Saturday, May 20, 2006

Joining Lives

I am thinking this morning about the joining of lives. About how true the statement made by sixteenth century poet and minister John Donne is. Donne wrote while struggling to recover from a long and debilitating illness which he had originally thought was the Black Plague. Each day he would lie in his bed and listen to the tolling of the church bells nearby, signaling the death of yet another person from plague. His words are potent, the entire Meditation XVII worth reading for it's power and strength (you can find the whole thing here), but I will quote for you just a tiny portion, the most famous portion:

No man is an island, entire of itself; every man is a piece of the continent, a part of the main...any man's death diminishes me, because I am involved in mankind, and therefore never send to know for whom the bells tolls; it tolls for thee.
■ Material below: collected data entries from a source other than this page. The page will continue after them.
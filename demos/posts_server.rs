//! Posts server example
//!
//! Serves a small in-memory collection of posts over Braid-HTTP.
//!
//! Run with: cargo run --example posts_server
//!
//! ```text
//! # Watch post 1
//! curl -N -H "Subscribe: true" http://localhost:3000/post/1
//!
//! # Change its title with a one-patch PUT
//! curl -X PUT http://localhost:3000/post/1 \
//!   -H "Version: 2" -H "Parents: 1" -H "Patches: 1" \
//!   --data-binary $'Content-Length: 31\r\nContent-Type: application/json\r\n\r\n{"type":"title","value":"New!"}\r\n'
//! ```

use axum::{
    extract::{Path, State},
    http::StatusCode,
    response::{IntoResponse, Response},
    routing::get,
    Router,
};
use braid_axum_server::{BraidContext, BraidLayer, ServerConfig, Version};
use serde_json::{json, Map, Value};
use std::collections::HashMap;
use std::sync::Arc;
use tokio::sync::RwLock;
use tower_http::trace::TraceLayer;

struct Post {
    version: String,
    fields: Map<String, Value>,
}

#[derive(Clone)]
struct AppState {
    posts: Arc<RwLock<HashMap<String, Post>>>,
}

impl AppState {
    fn seeded() -> Self {
        let mut posts = HashMap::new();
        for (id, title, body) in [
            ("1", "Hello World", "This is the first post"),
            ("2", "Hello World 2", "This is the second post"),
        ] {
            let mut fields = Map::new();
            fields.insert("title".into(), json!(title));
            fields.insert("body".into(), json!(body));
            let post = Post {
                version: "1".to_string(),
                fields,
            };
            posts.insert(id.to_string(), post);
        }

        AppState {
            posts: Arc::new(RwLock::new(posts)),
        }
    }
}

#[tokio::main]
async fn main() -> anyhow::Result<()> {
    tracing_subscriber::fmt()
        .with_max_level(tracing::Level::DEBUG)
        .init();

    let braid = BraidLayer::with_config(ServerConfig {
        heartbeat_interval: 30,
        ..Default::default()
    });

    let app = Router::new()
        .route("/heartbeat", get(|| async { "OK" }))
        .route("/post/{id}", get(get_post).put(put_post))
        .with_state(AppState::seeded())
        .layer(braid.middleware())
        .layer(TraceLayer::new_for_http());

    let listener = tokio::net::TcpListener::bind("127.0.0.1:3000").await?;
    tracing::info!(addr = %listener.local_addr()?, "posts server listening");
    axum::serve(listener, app).await?;

    Ok(())
}

async fn get_post(
    State(state): State<AppState>,
    Path(id): Path<String>,
    ctx: BraidContext,
) -> Response {
    let posts = state.posts.read().await;
    let Some(post) = posts.get(&id) else {
        return StatusCode::NOT_FOUND.into_response();
    };

    let current =
        Version::new(post.version.clone()).with_body(Value::Object(post.fields.clone()).to_string());
    match ctx.create_version(current) {
        Some(response) => response,
        None => match ctx.subscription_response() {
            Some(stream) => stream.into_response(),
            None => StatusCode::INTERNAL_SERVER_ERROR.into_response(),
        },
    }
}

async fn put_post(
    State(state): State<AppState>,
    Path(id): Path<String>,
    ctx: BraidContext,
) -> Response {
    let Some(version) = ctx.version() else {
        return (StatusCode::BAD_REQUEST, "PUT requires a Version header").into_response();
    };
    let Some(patches) = version.patches.as_deref() else {
        return (StatusCode::BAD_REQUEST, "PUT requires a Patches header").into_response();
    };

    // Each patch is {"type": <field>, "value": <new value>}
    let mut edits = Vec::with_capacity(patches.len());
    for patch in patches {
        match serde_json::from_slice::<Value>(patch.content()) {
            Ok(edit) => edits.push(edit),
            Err(e) => return (StatusCode::BAD_REQUEST, e.to_string()).into_response(),
        }
    }

    {
        let mut posts = state.posts.write().await;
        let Some(post) = posts.get_mut(&id) else {
            return StatusCode::NOT_FOUND.into_response();
        };
        for edit in &edits {
            if let (Some(field), Some(value)) = (edit["type"].as_str(), edit.get("value")) {
                post.fields.insert(field.to_string(), value.clone());
            }
        }
        post.version = version.version.clone();
    }

    tracing::info!(post = %id, version = %version.version, patches = patches.len(), "applied patches");

    let delivered = ctx.advertise(version);
    tracing::debug!(post = %id, delivered, "advertised update");

    StatusCode::OK.into_response()
}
My life is inherently tied to the lives of those around me. I am only beginning to realize the depth of what this means. I am only beginning to understand how to walk out life as an individual, but as an individual who is tied to others with varying degrees of closeness and strength. On November 1st, 2005, God healed me from depression that had plagued me for over five years. On that same day, as one of the things that led up to the prayer time where I later realized I was healed, I began to have flashes of a vision. The same thing over and over again. Two small feet, looking like they had been slashed with a razor blade. (the word razor was very strongly associated in my head with what I was seeing.) The wounds weren't bleeding, they were more like scratches, or healing wounds, but they were fairly fresh and raw. Later, I discovered that God was using that moment of healing to tie my life to another person. The feet were those of a friend who struggles with self-mutilation, and on the day that I was so oddly "seeing" feet all day, she was using a razor blade on her own feet and ankles, expressing the pain in her life in the manor that I had been viewing all day long.

I am only now, six months later, beginning to fully understand that moment. God asked me to serve a couple of very broken women within days of healing part of my own brokenness. And I poured myself into that service with abandon. I had little wisdom to offer, little experience of deeper spiritual things, but I understood what it was to be broken and to desire wholeness. Fast forward six months. There have been ups and downs. This week was particularly down. I had seen little progress in the lives of one of the women in particular. In fact, it seemed she was further away from emotional and spiritual health rather than closer to it. I am involved in another situation that has also drained a great deal of my emotional and spiritual energy. This week I screamed at God because I know deep within me that He has not released me from the ties that bind me to these situations. That He is still calling me to be present in these situations, to continue to offer myself. I had lost all perspective. I was carrying to some extent the burden on my own, rather than allowing Christ to carry it, and simply being obedient to His calling.

I am regaining perspective today. I woke and read this post at Kirk's blog. He describes a vision of a wounded Jesus. The way He describes the wounds of Christ was an accurate description of the wounds I saw on those feet all those months ago. Not just the feet of my friend, but the wounded feet of a Savior who bears all of our wounds...

I was already thinking about the joining of lives because I am going to a wedding this afternoon to watch two very dear friends make the deepest joining of their lives possible. I am so excited for these people that God has already brought together, to watch them stand before their family and friends and God and commit themselves to each other for the rest of their breathing moments.

I am thinking about a situation I heard about this week where it was discovered that a little girl was being sexually abused. I am thinking about how, when the situation was shared with a group of us, our cries to Jesus on behalf of this child and her family were passionate - we knew inherently the evil, that it diminished us, though we would have never known to use those words, and we fought against it on behalf of this child and her family.

I come back, as I draw this post to a close to another portion of Donne's meditation. He is again talking about death, but I find his thoughts so applicable to a life of faith...

...all mankind is of one author, and is one volume; when one man dies, one chapter is not torn out of the book, but translated into a better language; and every chapter must be so translated; God employs several translators; some pieces are translated by age, some by sickness, some by war, some by justice; but God's hand is in every translation, and his hand shall bind up all our scattered leaves again for that library where every book shall lie open to one another...

May all the situations of our lives, the wounds and brokenness, the joyous moments such as weddings, and the realization of our ties to those around us serve to begin the translation process. May we be translated in small portions each day into a "better language". May the events of our lives be translators employed by the hands of God, and in that moment of final translation may His hand truly bind up all our scattered pages.